Assuming we're talking about x86:

  1. The ID of the system call is deposited into the EAX register
  2. Any arguments required by the system call are deposited into the locations dictated by the system call. For example, some system calls expect their argument to reside in the EBX register. Others may expect their argument to be sitting on the top of the stack.
  3. An INT 0x80 interrupt is invoked.
  4. The Linux kernel services the system call identified by the ID in the EAX register, depositing any results in pre-determined locations.
  5. The calling code makes use of any results.

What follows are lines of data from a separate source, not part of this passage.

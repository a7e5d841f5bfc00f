use chrono::{DateTime, Utc};
use rust_decimal::Decimal;
use serde::{Deserialize, Serialize};
use sqlx::FromRow;
use uuid::Uuid;

#[derive(Debug, Clone, Copy, PartialEq, Eq, Serialize, Deserialize, sqlx::Type)]
#[sqlx(type_name = "refund_status", rename_all = "snake_case")]
#[serde(rename_all = "snake_case")]
pub enum RefundStatus {
    Pending,
    Approved,
    Rejected,
    Completed,
}

impl RefundStatus {
    /// Pending and Approved requests block a second request for the same
    /// ticket.
    pub fn is_active(self) -> bool {
        matches!(self, RefundStatus::Pending | RefundStatus::Approved)
    }
}

#[derive(Debug, Clone, Serialize, Deserialize)]
pub struct BankAccount {
    pub holder_name: String,
    pub account_number: String,
    pub bank_name: String,
}

#[derive(Debug, Clone, Serialize, Deserialize)]
pub struct RefundRequest {
    pub id: Uuid,
    pub ticket_id: Uuid,
    pub customer_id: Uuid,
    pub reason: String,
    pub bank_account: BankAccount,
    pub status: RefundStatus,
    pub amount: Decimal,
    pub payout_reference: Option<String>,
    pub staff_note: Option<String>,
    pub created_at: DateTime<Utc>,
    pub updated_at: DateTime<Utc>,
}

/// Audit record for webhooks that could not be applied safely, e.g. a "paid"
/// notification arriving after the invoice was already cancelled or expired.
#[derive(Debug, Clone, Serialize, Deserialize, FromRow)]
pub struct ReconciliationFlag {
    pub id: Uuid,
    pub invoice_id: Uuid,
    pub note: String,
    pub created_at: DateTime<Utc>,
}
use std::collections::{BTreeSet, HashMap};

use async_trait::async_trait;
use chrono::{DateTime, Utc};
use parking_lot::Mutex;
use uuid::Uuid;

use crate::models::{
    seat_price, ComboItem, Invoice, InvoiceStatus, ReconciliationFlag, RefundRequest,
    RefundStatus, SeatStatus, Showtime, ShowtimeSeat, Ticket, TicketStatus, Voucher,
};
use crate::store::{FinalizeOutcome, InventoryStore, StoreError};

#[derive(Default)]
struct Inner {
    showtimes: HashMap<Uuid, Showtime>,
    seats: HashMap<Uuid, ShowtimeSeat>,
    combo_items: HashMap<Uuid, ComboItem>,
    vouchers: HashMap<Uuid, Voucher>,
    invoices: HashMap<Uuid, Invoice>,
    order_codes: HashMap<i64, Uuid>,
    tickets: HashMap<Uuid, Ticket>,
    refunds: HashMap<Uuid, RefundRequest>,
    flags: Vec<ReconciliationFlag>,
}

/// In-memory `InventoryStore` used by tests and DATABASE_URL-less local
/// runs. A single mutex stands in for the database's transaction isolation;
/// no lock is ever held across an await point.
#[derive(Default)]
pub struct MemoryStore {
    inner: Mutex<Inner>,
}

impl MemoryStore {
    pub fn new() -> Self {
        Self::default()
    }

    pub fn insert_showtime(&self, showtime: Showtime) {
        self.inner.lock().showtimes.insert(showtime.id, showtime);
    }

    pub fn insert_seat(&self, seat: ShowtimeSeat) {
        self.inner.lock().seats.insert(seat.id, seat);
    }

    pub fn insert_combo_item(&self, item: ComboItem) {
        self.inner.lock().combo_items.insert(item.id, item);
    }

    pub fn insert_voucher(&self, voucher: Voucher) {
        self.inner.lock().vouchers.insert(voucher.id, voucher);
    }

    /// Test helper: a ticket outside the paid-invoice flow.
    pub fn insert_ticket(&self, ticket: Ticket) {
        self.inner.lock().tickets.insert(ticket.id, ticket);
    }
}
use rust_decimal::Decimal;
use serde::{Deserialize, Serialize};
use sqlx::FromRow;
use uuid::Uuid;

#[derive(Debug, Clone, Copy, PartialEq, Eq, Serialize, Deserialize, sqlx::Type)]
#[sqlx(type_name = "ticket_status", rename_all = "snake_case")]
#[serde(rename_all = "snake_case")]
pub enum TicketStatus {
    Unused,
    CheckedIn,
    Expired,
    Refunded,
}

/// One ticket per seat within a paid invoice. `price` is the seat's share of
/// the invoice total before discounts, used as the refundable amount.
#[derive(Debug, Clone, Serialize, Deserialize, FromRow)]
pub struct Ticket {
    pub id: Uuid,
    pub invoice_id: Uuid,
    pub showtime_seat_id: Uuid,
    pub customer_id: Uuid,
    pub price: Decimal,
    pub status: TicketStatus,
}
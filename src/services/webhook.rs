//! Translates verified payment-gateway notifications into invoice and seat
//! state transitions, idempotently.

use std::sync::Arc;

use tracing::{debug, info, warn};

use crate::gateway::{PaymentGateway, PaymentOutcome};
use crate::models::InvoiceStatus;
use crate::store::{FinalizeOutcome, InventoryStore};
use crate::utils::error::AppError;

/// What handling a webhook did. `Ignored` still answers HTTP 200: the event
/// was authentic, it just required no action here.
#[derive(Debug, Clone, Copy, PartialEq, Eq)]
pub enum WebhookOutcome {
    Applied,
    Ignored,
    Flagged,
}

pub struct PaymentReconciler {
    store: Arc<dyn InventoryStore>,
    gateway: Arc<dyn PaymentGateway>,
}

impl PaymentReconciler {
    pub fn new(store: Arc<dyn InventoryStore>, gateway: Arc<dyn PaymentGateway>) -> Self {
        Self { store, gateway }
    }

    /// Verification comes first; a body failing the signature check mutates
    /// nothing. Every transition is gated on the invoice status read inside
    /// the transaction that writes it, so re-delivery and out-of-order
    /// delivery are safe.
    pub async fn handle_webhook(&self, raw_body: &[u8]) -> Result<WebhookOutcome, AppError> {
        let event = self.gateway.verify_webhook(raw_body)?;

        let invoice = match self.store.invoice_by_order_code(event.order_code).await? {
            Some(invoice) => invoice,
            None => {
                // The gateway also notifies about orders this system never
                // issued (e.g. other merchants' test events).
                info!(order_code = event.order_code, "Webhook for unknown order code ignored");
                return Ok(WebhookOutcome::Ignored);
            }
        };

        match event.outcome {
            PaymentOutcome::Paid => {
                if event.amount != invoice.total {
                    warn!(
                        invoice_id = %invoice.id,
                        expected = %invoice.total,
                        received = %event.amount,
                        "Paid amount differs from invoice total"
                    );
                    self.store
                        .add_reconciliation_flag(
                            invoice.id,
                            &format!(
                                "paid amount {} differs from invoice total {}",
                                event.amount, invoice.total
                            ),
                        )
                        .await?;
                    return Ok(WebhookOutcome::Flagged);
                }
                self.apply_paid(invoice.id).await
            }
            PaymentOutcome::Cancelled => self.apply_cancelled(invoice.id).await,
        }
    }

    async fn apply_paid(&self, invoice_id: uuid::Uuid) -> Result<WebhookOutcome, AppError> {
        match self.store.finalize_paid_invoice(invoice_id).await? {
            FinalizeOutcome::Finalized(tickets) => {
                info!(
                    %invoice_id,
                    tickets = tickets.len(),
                    "Invoice paid, seats sold, tickets issued"
                );
                Ok(WebhookOutcome::Applied)
            }
            FinalizeOutcome::NotPending(InvoiceStatus::Paid) => {
                debug!(%invoice_id, "Replayed paid webhook, already applied");
                Ok(WebhookOutcome::Ignored)
            }
            FinalizeOutcome::NotPending(status) => {
                // The seats may already be released or resold; accepting the
                // money silently would double-sell. Leave it to operations.
                warn!(%invoice_id, ?status, "Paid webhook for a closed invoice");
                self.store
                    .add_reconciliation_flag(
                        invoice_id,
                        &format!("paid webhook arrived while invoice was {status:?}"),
                    )
                    .await?;
                Ok(WebhookOutcome::Flagged)
            }
            FinalizeOutcome::SeatsLost(seats) => {
                warn!(%invoice_id, ?seats, "Paid webhook but seat holds were reclaimed");
                self.store
                    .add_reconciliation_flag(
                        invoice_id,
                        &format!("paid webhook but seats {seats:?} were reclaimed"),
                    )
                    .await?;
                Ok(WebhookOutcome::Flagged)
            }
        }
    }

    async fn apply_cancelled(&self, invoice_id: uuid::Uuid) -> Result<WebhookOutcome, AppError> {
        if self.store.cancel_invoice(invoice_id).await? {
            info!(%invoice_id, "Invoice cancelled, holds released");
            return Ok(WebhookOutcome::Applied);
        }
        let status = self
            .store
            .invoice(invoice_id)
            .await?
            .map(|i| i.status)
            .unwrap_or(InvoiceStatus::Cancelled);
        if status == InvoiceStatus::Paid {
            warn!(%invoice_id, "Cancellation webhook for a paid invoice");
            self.store
                .add_reconciliation_flag(invoice_id, "cancellation webhook after payment")
                .await?;
            return Ok(WebhookOutcome::Flagged);
        }
        debug!(%invoice_id, ?status, "Cancellation webhook required no action");
        Ok(WebhookOutcome::Ignored)
    }
}

#[cfg(test)]
mod tests {
    use super::*;
    use crate::gateway::MockGateway;
    use crate::models::{SeatStatus, Showtime, ShowtimeSeat, TicketStatus};
    use crate::services::invoices::{CheckoutRequest, InvoiceBuilder};
    use crate::store::MemoryStore;
    use chrono::{Duration, Utc};
    use rust_decimal::Decimal;
    use std::sync::Arc;
    use uuid::Uuid;

    struct Fixture {
        store: Arc<MemoryStore>,
        gateway: Arc<MockGateway>,
        reconciler: PaymentReconciler,
        seat_ids: Vec<Uuid>,
        invoice_id: Uuid,
        order_code: i64,
        total: i64,
    }

    async fn paid_checkout_fixture() -> Fixture {
        let store = Arc::new(MemoryStore::new());
        let gateway = Arc::new(MockGateway::new("test-checksum"));

        let start = Utc::now() + Duration::hours(4);
        let showtime = Showtime {
            id: Uuid::new_v4(),
            film_title: "Ran".into(),
            room: "R3".into(),
            start_time: start,
            end_time: start + Duration::minutes(162),
            base_price: Decimal::from(75_000),
            format_factor: Decimal::ONE,
            language_factor: Decimal::ONE,
        };
        let seat_ids: Vec<Uuid> = ["C1", "C2"]
            .iter()
            .map(|label| {
                let seat = ShowtimeSeat {
                    id: Uuid::new_v4(),
                    showtime_id: showtime.id,
                    seat_label: (*label).into(),
                    seat_factor: Decimal::ONE,
                    status: SeatStatus::Free,
                    hold_expires_at: None,
                    hold_session: None,
                };
                let id = seat.id;
                store.insert_seat(seat);
                id
            })
            .collect();
        store.insert_showtime(showtime);

        let builder = InvoiceBuilder::new(
            store.clone(),
            gateway.clone(),
            Duration::seconds(300),
            Duration::seconds(900),
        );
        let response = builder
            .create_invoice(
                Uuid::new_v4(),
                CheckoutRequest {
                    seat_ids: seat_ids.clone(),
                    hold_session: None,
                    combos: vec![],
                    voucher_codes: vec![],
                },
            )
            .await
            .unwrap();

        let reconciler = PaymentReconciler::new(store.clone(), gateway.clone());
        Fixture {
            store,
            gateway,
            reconciler,
            seat_ids,
            invoice_id: response.invoice_id,
            order_code: response.order_code,
            total: 150_000,
        }
    }

    #[tokio::test]
    async fn paid_webhook_sells_seats_and_issues_tickets() {
        let f = paid_checkout_fixture().await;
        let body = f.gateway.webhook_body(f.order_code, f.total, true);

        let outcome = f.reconciler.handle_webhook(&body).await.unwrap();
        assert_eq!(outcome, WebhookOutcome::Applied);

        let invoice = f.store.invoice(f.invoice_id).await.unwrap().unwrap();
        assert_eq!(invoice.status, InvoiceStatus::Paid);

        let seats = f.store.seats(&f.seat_ids).await.unwrap();
        assert!(seats.iter().all(|s| s.status == SeatStatus::Sold));

        let tickets = f.store.tickets_for_invoice(f.invoice_id).await.unwrap();
        assert_eq!(tickets.len(), 2);
        assert!(tickets.iter().all(|t| t.status == TicketStatus::Unused));
    }

    #[tokio::test]
    async fn replayed_paid_webhook_is_idempotent() {
        let f = paid_checkout_fixture().await;
        let body = f.gateway.webhook_body(f.order_code, f.total, true);

        assert_eq!(
            f.reconciler.handle_webhook(&body).await.unwrap(),
            WebhookOutcome::Applied
        );
        for _ in 0..3 {
            assert_eq!(
                f.reconciler.handle_webhook(&body).await.unwrap(),
                WebhookOutcome::Ignored
            );
        }

        let tickets = f.store.tickets_for_invoice(f.invoice_id).await.unwrap();
        assert_eq!(tickets.len(), 2, "replays must not duplicate tickets");
    }

    #[tokio::test]
    async fn cancelled_webhook_releases_the_holds() {
        let f = paid_checkout_fixture().await;
        let body = f.gateway.webhook_body(f.order_code, f.total, false);

        let outcome = f.reconciler.handle_webhook(&body).await.unwrap();
        assert_eq!(outcome, WebhookOutcome::Applied);

        let invoice = f.store.invoice(f.invoice_id).await.unwrap().unwrap();
        assert_eq!(invoice.status, InvoiceStatus::Cancelled);
        let seats = f.store.seats(&f.seat_ids).await.unwrap();
        assert!(seats.iter().all(|s| s.status == SeatStatus::Free));
    }

    #[tokio::test]
    async fn paid_webhook_never_resurrects_a_cancelled_invoice() {
        let f = paid_checkout_fixture().await;
        let cancel = f.gateway.webhook_body(f.order_code, f.total, false);
        let paid = f.gateway.webhook_body(f.order_code, f.total, true);

        f.reconciler.handle_webhook(&cancel).await.unwrap();
        let outcome = f.reconciler.handle_webhook(&paid).await.unwrap();
        assert_eq!(outcome, WebhookOutcome::Flagged);

        let invoice = f.store.invoice(f.invoice_id).await.unwrap().unwrap();
        assert_eq!(invoice.status, InvoiceStatus::Cancelled);

        let flags = f.store.reconciliation_flags().await.unwrap();
        assert_eq!(flags.len(), 1);
        assert_eq!(flags[0].invoice_id, f.invoice_id);
    }

    #[tokio::test]
    async fn tampered_payload_is_rejected_without_mutation() {
        let f = paid_checkout_fixture().await;
        let mut body: serde_json::Value =
            serde_json::from_slice(&f.gateway.webhook_body(f.order_code, f.total, true)).unwrap();
        body["data"]["amount"] = serde_json::json!(1);

        let err = f
            .reconciler
            .handle_webhook(&serde_json::to_vec(&body).unwrap())
            .await
            .unwrap_err();
        assert!(matches!(err, AppError::Signature(_)));

        let invoice = f.store.invoice(f.invoice_id).await.unwrap().unwrap();
        assert_eq!(invoice.status, InvoiceStatus::Pending);
    }

    #[tokio::test]
    async fn unknown_order_code_is_ignored() {
        let f = paid_checkout_fixture().await;
        let body = f.gateway.webhook_body(999_999, 1_000, true);
        assert_eq!(
            f.reconciler.handle_webhook(&body).await.unwrap(),
            WebhookOutcome::Ignored
        );
    }

    #[tokio::test]
    async fn amount_mismatch_is_flagged_not_applied() {
        let f = paid_checkout_fixture().await;
        let body = f.gateway.webhook_body(f.order_code, f.total - 1, true);

        let outcome = f.reconciler.handle_webhook(&body).await.unwrap();
        assert_eq!(outcome, WebhookOutcome::Flagged);

        let invoice = f.store.invoice(f.invoice_id).await.unwrap().unwrap();
        assert_eq!(invoice.status, InvoiceStatus::Pending);
    }
}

I may be a bit rusty at this, it's been a few years...


The given answers are correct but I would like to add that there are more mechanisms to enter kernel mode. Every recent kernel maps the "vsyscall" page in every process' address space. It contains little more than the most efficient syscall trap method.

For example on a regular 32 bit system it could contain:

0xffffe000: int $0x80
0xffffe002: ret

But on my 64-bitsystem I have access to the way more efficient method using the syscall/sysenter instructions

0xffffe000: push   %ecx
0xffffe001: push   %edx
0xffffe002: push   %ebp
0xffffe003:     mov    %esp,%ebp
0xffffe005:     sysenter 
0xffffe007: nop    
0xffffe008: nop    
0xffffe009: nop    
0xffffe00a: nop    
0xffffe00b: nop    
0xffffe00c: nop    
0xffffe00d: nop    
0xffffe00e:     jmp    0xffffe003
0xffffe010: pop    %ebp
0xffffe011: pop    %edx
0xffffe012: pop    %ecx
0xffffe013: ret    

This vsyscall page also maps some systemcalls that can be done without a context switch. I know certain gettimeofday, time and getcpu are mapped there, but I imagine getpid could fit in there just as well.


This is already answered at
How is the system call in Linux implemented?
Probably did not match with this question because of the differing "syscall" term usage.


Basically, its very simple: Somewhere in memory lies a table where each syscall number and the address of the corresponding handler is stored (see for the x86 version)

The INT 0x80 interrupt handler then just takes the arguments out of the registers, puts them on the (kernel) stack, and calls the appropriate syscall handler.